Nouvelles de l'environnement

La Colombie-Britannique en passe de perdre son « rhinocéros blanc des forêts primaires »

  • Dans les esprits, la Colombie-Britannique est entourée de verdure et est célèbre pour ses forêts primaires imposantes. Mais alors que le gouvernement provincial affirme que 23 % des forêts de Colombie-Britannique sont des forêts primaires, une nouvelle étude révèle qu'il n'en reste que 1 % avec de grands arbres.
  • Une pression intense est désormais exercée sur les arbres restants par une industrie forestière désireuse de capitaliser sur les nations qui recherchent désespérément de nouvelles sources d'énergie « neutres en carbone », notamment la modernisation des centrales électriques à charbon pour brûler des granulés de bois.
  • Mais alors que l'ONU affirme que la combustion de biomasse sous forme de granulés de bois est neutre en carbone, dix ans de nouvelles données indiquent que la combustion d'arbres pour produire de l'électricité pourrait mener le monde à une catastrophe climatique – dépassant l'objectif d'augmentation maximale de la température de 2 degrés Celsius fixé par l'Accord de Paris sur le climat.
  • Un gouvernement progressiste récemment élu en Colombie-Britannique évalue ses options en matière de politiques alors qu'il négocie un nouveau plan forestier provincial, essayant de satisfaire le besoin urgent d'emplois forestiers et d'une économie en croissance, tout en conservant les forêts primaires qui stockent de grandes quantités de carbone et servent de protection contre une catastrophe climatique. Le dénouement est encore incertain.

La verte et luxuriante Colombie-Britannique, au Canada, est connue comme étant l’une des dernières forêts pluviales tempérées intérieures du monde. Les gigantesques et centenaires cèdres rouges, pruches de l’Ouest, épicéas et autres sapins subalpins représentent un écosystème humide et complexe, regorgeant d’animaux sauvages tels que le caribou des bois, le grizzli, divers oiseaux et de petits lichens, tous menacés d’extinction.

Mais les rares forêts primaires de la province diminuent considérablement en raison de l’empiètement de l’exploitation forestière, en particulier pour les granulés de bois utilisés pour alimenter l’industrie de combustion de la biomasse, qui remplace désormais rapidement les centrales électriques à charbon dans le monde entier.

Les forêts primaires de Colombie-Britannique ont urgemment besoin d’être protégées, selon les conclusions de deux études récentes à l’attention du gouvernement provincial de Victoria, qui, pour la première fois depuis une génération, envisage un nouveau plan de gestion de ces forêts qui pourrait définitivement sauver ce qu’il en reste des tronçonneuses, des scieries et des usines de granulation du bois.

« Presque tous les écosystèmes productifs de Colombie-Britannique ont des niveaux très bas de forêts primaires restantes, et dans de nombreuses régions, ces forêts risquent d’être exploitées dans les cinq prochaines années », explique Rachel Holt, écologiste forestière et co-auteure de l’une des études. « Les politiques provinciales actuelles ne sont pas adaptées à la protection des écosystèmes des forêts primaires.
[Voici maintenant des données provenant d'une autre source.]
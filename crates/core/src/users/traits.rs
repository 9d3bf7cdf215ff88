use async_trait::async_trait;

use crate::storage::Result;

use super::{UpsertUser, User};

/// Repository for local user records.
#[async_trait]
pub trait UserRepository: Send + Sync {
    /// Atomically inserts or updates the user keyed by `open_id`.
    ///
    /// Returns `RepositoryError::Unavailable` when no backing store is
    /// configured, so callers can tell "nothing to write to" from a failed write.
    async fn upsert_user(&self, user: &UpsertUser) -> Result<()>;

    /// Gets a user by their external identity. Not found is `Ok(None)`.
    async fn get_user_by_open_id(&self, open_id: &str) -> Result<Option<User>>;
}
Sans un changement immédiat de la politique et de sa mise en œuvre, la Colombie-Britannique est en passe de perdre ces forêts irremplaçables à jamais. »
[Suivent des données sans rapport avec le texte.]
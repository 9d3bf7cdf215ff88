//! SQLite error mapping.
//!
//! Maps `sqlx::Error` to `RepositoryError` from `sitepulse_core::storage`.

use sitepulse_core::storage::RepositoryError;

/// Maps a sqlx error to a RepositoryError.
///
/// # Error Mapping
///
/// - Unique constraint violations → `RepositoryError::InvalidData`
/// - `RowNotFound` → `RepositoryError::NotFound`
/// - Pool and I/O errors → `RepositoryError::ConnectionFailed`
/// - Column decode errors → `RepositoryError::Serialization`
/// - All other errors → `RepositoryError::QueryFailed`
pub fn map_sqlx_error(err: sqlx::Error, entity_type: &'static str) -> RepositoryError {
    match err {
        sqlx::Error::Database(db_err) if db_err.is_unique_violation() => {
            RepositoryError::InvalidData(format!("Duplicate {entity_type}"))
        }
        sqlx::Error::RowNotFound => RepositoryError::NotFound {
            entity_type,
            id: "unknown".to_string(),
        },
        sqlx::Error::PoolTimedOut | sqlx::Error::PoolClosed | sqlx::Error::Io(_) => {
            RepositoryError::ConnectionFailed(err.to_string())
        }
        sqlx::Error::ColumnDecode { .. } | sqlx::Error::Decode(_) => {
            RepositoryError::Serialization(err.to_string())
        }
        other => RepositoryError::QueryFailed(other.to_string()),
    }
}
« Nous voulons mettre un terme à l’exploitation des forêts primaires ici, et nous pensons que l’industrie forestière devrait commencer à se concentrer sur les forêts secondaires », déclare Michelle Connolly, écologiste forestière travaillant pour le groupe de défense environnemental Conservation North, qui a fourni des données pour une seconde étude. « Avec l’avènement de la bioénergie [granulés de bois pour l’exportation], nous devons étendre notre préoccupation immédiate à toutes les forêts primaires. Désormais, aucune d’entre elles n’est hors de danger. »

Coupe à blanc dans la vallée de l’Anzac, qui fait partie de la forêt pluviale boréale près de Prince George, en Colombie-Britannique. Image par Taylor Roades, avec la permission de Stand.earth.
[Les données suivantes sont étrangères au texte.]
mod app;
mod config;
mod context;
mod handlers;
mod notify;
mod state;
mod storage;

use anyhow::Result;
use clap::Parser;
use listenfd::ListenFd;
use sitepulse_auth::AuthConfig;
use tokio::{net::TcpListener, signal};
use tracing_subscriber::{layer::SubscriberExt, util::SubscriberInitExt};

use crate::{app::create_app, config::Config, state::AppState};

/// Number of consecutive ports tried when the requested one is taken.
const PORT_ATTEMPTS: u16 = 20;

/// SitePulse - Visitor analytics with OAuth sign-in
#[derive(Parser, Debug)]
#[command(name = "sitepulse")]
#[command(version, about, long_about = None)]
struct Cli {
    /// Host address to bind the server to
    #[arg(long, short = 'H', default_value = "0.0.0.0", env = "HOST")]
    host: String,

    /// Port to listen on
    #[arg(long, short, default_value = "3000", env = "PORT")]
    port: u16,
}

#[tokio::main]
async fn main() -> Result<()> {
    let cli = Cli::parse();

    init_tracing();

    let state = AppState::from_config(Config::from_env(), AuthConfig::from_env())?;

    // A failed migration leaves the server up; store calls report the error.
    if state.db.is_configured() {
        if let Err(e) = state.db.migrate().await {
            tracing::error!(error = %e, "Failed to prepare database schema");
        }
    }

    let app = create_app(state);

    // Auto-reload support via listenfd
    let mut listenfd = ListenFd::from_env();
    let listener = match listenfd.take_tcp_listener(0)? {
        Some(listener) => {
            listener.set_nonblocking(true)?;
            TcpListener::from_std(listener)?
        }
        None => bind_with_fallback(&cli.host, cli.port).await?,
    };

    tracing::info!("listening on {}", listener.local_addr()?);

    axum::serve(listener, app)
        .with_graceful_shutdown(shutdown_signal())
        .await?;

    tracing::info!("Server stopped");
    Ok(())
}

/// Initialize the tracing subscriber. `LOG_FORMAT=json` switches to JSON lines.
fn init_tracing() {
    let filter = tracing_subscriber::EnvFilter::try_from_default_env()
        .unwrap_or_else(|_| "sitepulse=debug,sitepulse_auth=debug,tower_http=debug".into());

    let json = std::env::var("LOG_FORMAT").is_ok_and(|format| format == "json");
    let registry = tracing_subscriber::registry().with(filter);

    if json {
        registry.with(tracing_subscriber::fmt::layer().json()).init();
    } else {
        registry.with(tracing_subscriber::fmt::layer()).init();
    }
}

/// Binds `host:port`, moving to the next port while the address is in use.
async fn bind_with_fallback(host: &str, port: u16) -> Result<TcpListener> {
    let last = port.saturating_add(PORT_ATTEMPTS - 1);

    for candidate in port..=last {
        match TcpListener::bind((host, candidate)).await {
            Ok(listener) => {
                if candidate != port {
                    tracing::warn!(requested = port, bound = candidate, "Port busy, using fallback");
                }
                return Ok(listener);
            }
            Err(e) if e.kind() == std::io::ErrorKind::AddrInUse => continue,
            Err(e) => return Err(e.into()),
        }
    }

    anyhow::bail!("no available port in {port}..={last}")
}

/// Wait for shutdown signals (Ctrl+C or SIGTERM).
async fn shutdown_signal() {
    let ctrl_c = async {
        signal::ctrl_c()
            .await
            .expect("failed to install Ctrl+C handler");
    };

    #[cfg(unix)]
    let terminate = async {
        signal::unix::signal(signal::unix::SignalKind::terminate())
            .expect("failed to install signal handler")
            .recv()
            .await;
    };

    #[cfg(not(unix))]
    let terminate = std::future::pending::<()>();

    tokio::select! {
        _ = ctrl_c => {
            tracing::info!("Received Ctrl+C, shutting down...");
        }
        _ = terminate => {
            tracing::info!("Received SIGTERM, shutting down...");
        }
    }
}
Divers rapports révèlent des nouvelles alarmantes

En analysant une série de données relatives aux forêts accessibles au public depuis peu, Rachel Holt et deux de ses collègues, les écologistes forestiers Karen Price et Dave Daust, ont publié « BC’s Old Growth Forest: A Last Stand for Biodiversity » (Les forêts primaires de Colombie-Britannique : dernier combat pour la biodiversité). Une conclusion clé : la Colombie-Britannique affirme que sur ses 57,2 millions d’hectares de forêt, environ 23 % (13,2 millions), sont primaires.

Mais les recherches des auteurs racontent une toute autre histoire. Leurs conclusions indiquent que moins de 1 % des forêts primaires avec de grands arbres* subsistent à ce jour en Colombie-Britannique, soit environ 400 000 hectares répartis dans les écosystèmes le long de la côte et à l’intérieur de la province, et ce, d’après une analyse des données de la province elle-même.

« Ces écosystèmes représentent le rhinocéros blanc des forêts primaires », expliquent les auteurs. « Ils sont presque éteints, et ne se remettront pas de l’exploitation forestière. »

En avril, le groupe environnemental Stand.earth a publié un nouveau rapport intitulé « Canada’s growing wood pellet export industry threatens forests, wildlife and our climate » (La croissance de l’industrie canadienne d’exportation de granulés de bois menace les forêts, la faune et notre climat). Il souligne que le Canada est le troisième plus grand producteur mondial de granulés de bois, derrière la Chine et les États-Unis, la Colombie-Britannique produisant 80 % des exportations canadiennes. Ce combustible prend ensuite la direction de centrales électriques à charbon reconverties, puis se retrouve dans les airs au-dessus du Royaume-Uni, de l’Union européenne et de l’Asie.

L’industrie forestière, qui sait reconnaître un commerce lucratif lorsqu’elle en voit un, a lancé une campagne de relations publiques agressive afin de convaincre le monde que la combustion des arbres pour produire de l’énergie est neutre en carbone – une hypothèse et une politique obsolètes, intégrées au protocole de Kyoto, et reprises dans l’Accord de Paris sur le climat en 2015. Mais des scientifiques de renom affirment, et une myriade d’études le démontrent, que la neutralité carbone est une hypothèse erronée. En effet, les recherches révèlent que brûler des arbres pour produire de l’énergie électrique génère plus d’émissions carbone que le charbon, car une plus grande quantité de bois est nécessaire pour produire la même quantité d’énergie.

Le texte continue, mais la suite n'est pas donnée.